The National Park Service cares for America's more than 400 national parks…and works in almost every one of her 3,141 counties. We are proud that tribes, local governments, nonprofit organizations, businesses, and individual citizens ask for our help in revitalizing their communities, preserving local history, celebrating local heritage, and creating close to home opportunities for kids and families to get outside, be active, and have fun. Find a few selected important places outside the parks here and explore the links for more. Then explore what you can do to share your own stories and the places that matter to you.
Spanish Colonial Missions of the Southwest: The stories and legacies of the Spanish Colonial missions are part of our national story and they highlight the common heritage the United States shares with Spain, Mexico and Latin America. Spain was not alone in missionary enterprises throughout the New World. French and Portuguese missionaries also made inroads in Canada, Brazil, and other parts of the Americas.
El Camino Real de Tierra Adentro National Historic Trail is a bi-national trail, three-quarters of which winds through the central highlands of Mexico. El Camino Real tracks a different European settlement story of the U.S., one that emphasizes the shared history and heritage of Spain, Mexico and the American Southwest. The trail's 16th-century origins pre-date both Jamestown and Plymouth Rock, while its historic faces, places and three-century legacy as a multi-ethnic point of cultural connection and exchange offer new touchstones of American history.

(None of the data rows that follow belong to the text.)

use std::net::Ipv4Addr;
use std::time::Duration;

use clap::Parser;
use thiserror::Error;

use crate::blockchain::chain::MINING_REWARD;
use crate::blockchain::pow::{MAX_DIFFICULTY, MINING_DIFFICULTY};
use crate::blockchain::MiningSettings;
use crate::network::discovery::DiscoveryRange;

/// Errors in node configuration
#[derive(Debug, Error, PartialEq)]
pub enum ConfigError {
    #[error("Invalid {name} range: {start} > {end}")]
    InvalidRange {
        name: &'static str,
        start: u64,
        end: u64,
    },

    #[error("{0} must be greater than zero")]
    ZeroInterval(&'static str),

    #[error("Difficulty must be at most {max}, got {difficulty}")]
    InvalidDifficulty { difficulty: usize, max: usize },

    #[error("Mining reward must be a positive number, got {0}")]
    InvalidReward(f64),
}

/// Command-line and environment configuration of a node
#[derive(Debug, Clone, Parser)]
#[clap(name = "pow-ledger", version, about = "Proof-of-work ledger node")]
pub struct NodeConfig {
    /// IPv4 address to bind and to scan around for neighbours
    #[clap(long, env = "LEDGER_HOST", default_value = "127.0.0.1")]
    pub host: Ipv4Addr,

    /// Port to serve the API on
    #[clap(short, long, env = "LEDGER_PORT", default_value_t = 5001)]
    pub port: u16,

    /// Address credited with mining rewards; a fresh wallet is created when omitted
    #[clap(long, env = "LEDGER_MINER_ADDRESS")]
    pub miner_address: Option<String>,

    /// Leading hex zeros required in block hashes
    #[clap(long, env = "LEDGER_DIFFICULTY", default_value_t = MINING_DIFFICULTY)]
    pub difficulty: usize,

    /// Reward per mined block
    #[clap(long, env = "LEDGER_MINING_REWARD", default_value_t = MINING_REWARD)]
    pub mining_reward: f64,

    /// Seconds between the end of one mining attempt and the start of the next
    #[clap(long, env = "LEDGER_MINING_INTERVAL", default_value_t = 20)]
    pub mining_interval_secs: u64,

    /// Seconds between neighbour list refreshes
    #[clap(long, env = "LEDGER_NEIGHBOUR_SYNC", default_value_t = 20)]
    pub neighbour_sync_secs: u64,

    #[clap(long, default_value_t = 5001)]
    pub port_range_start: u16,

    #[clap(long, default_value_t = 5003)]
    pub port_range_end: u16,

    /// First offset added to the host's last octet when scanning
    #[clap(long, default_value_t = 0)]
    pub ip_range_start: u8,

    #[clap(long, default_value_t = 1)]
    pub ip_range_end: u8,

    /// Per-request timeout for neighbour probes and peer calls, in milliseconds
    #[clap(long, env = "LEDGER_PEER_TIMEOUT_MS", default_value_t = 3000)]
    pub peer_timeout_ms: u64,

    /// Serve the API only; do not sync, resolve or mine in the background
    #[clap(long)]
    pub manual: bool,
}

impl NodeConfig {
    pub fn validate(&self) -> Result<(), ConfigError> {
        if self.port_range_start > self.port_range_end {
            return Err(ConfigError::InvalidRange {
                name: "port",
                start: self.port_range_start.into(),
                end: self.port_range_end.into(),
            });
        }
        if self.ip_range_start > self.ip_range_end {
            return Err(ConfigError::InvalidRange {
                name: "ip",
                start: self.ip_range_start.into(),
                end: self.ip_range_end.into(),
            });
        }
        if self.mining_interval_secs == 0 {
            return Err(ConfigError::ZeroInterval("mining interval"));
        }
        if self.neighbour_sync_secs == 0 {
            return Err(ConfigError::ZeroInterval("neighbour sync interval"));
        }
        if self.peer_timeout_ms == 0 {
            return Err(ConfigError::ZeroInterval("peer timeout"));
        }
        if self.difficulty > MAX_DIFFICULTY {
            return Err(ConfigError::InvalidDifficulty {
                difficulty: self.difficulty,
                max: MAX_DIFFICULTY,
            });
        }
        if !self.mining_reward.is_finite() || self.mining_reward <= 0.0 {
            return Err(ConfigError::InvalidReward(self.mining_reward));
        }
        Ok(())
    }

    pub fn mining_settings(&self) -> MiningSettings {
        MiningSettings {
            difficulty: self.difficulty,
            reward: self.mining_reward,
        }
    }

    pub fn discovery_range(&self) -> DiscoveryRange {
        DiscoveryRange {
            ip_start: self.ip_range_start,
            ip_end: self.ip_range_end,
            port_start: self.port_range_start,
            port_end: self.port_range_end,
        }
    }

    pub fn mining_interval(&self) -> Duration {
        Duration::from_secs(self.mining_interval_secs)
    }

    pub fn neighbour_sync_interval(&self) -> Duration {
        Duration::from_secs(self.neighbour_sync_secs)
    }

    pub fn peer_timeout(&self) -> Duration {
        Duration::from_millis(self.peer_timeout_ms)
    }
}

World Heritage Sites in the United States: The United States is proud to preserve and protect its World Heritage Sites. World Heritage Sites are a relatively small number of places on earth that have been formally determined by the United Nations Educational, Scientific, and Cultural Organization (UNESCO) World Heritage Committee to possess "outstanding universal value" to humanity for their exceptional cultural and natural significance.
Waterton-Glacier International Peace Park and World Heritage Site straddles the northern Rocky Mountains along the border between the United States and Canada. The world's first "international park," the combined site encompasses breathtaking snowcapped mountains, high-altitude lakes, and rivers cascading from glaciers.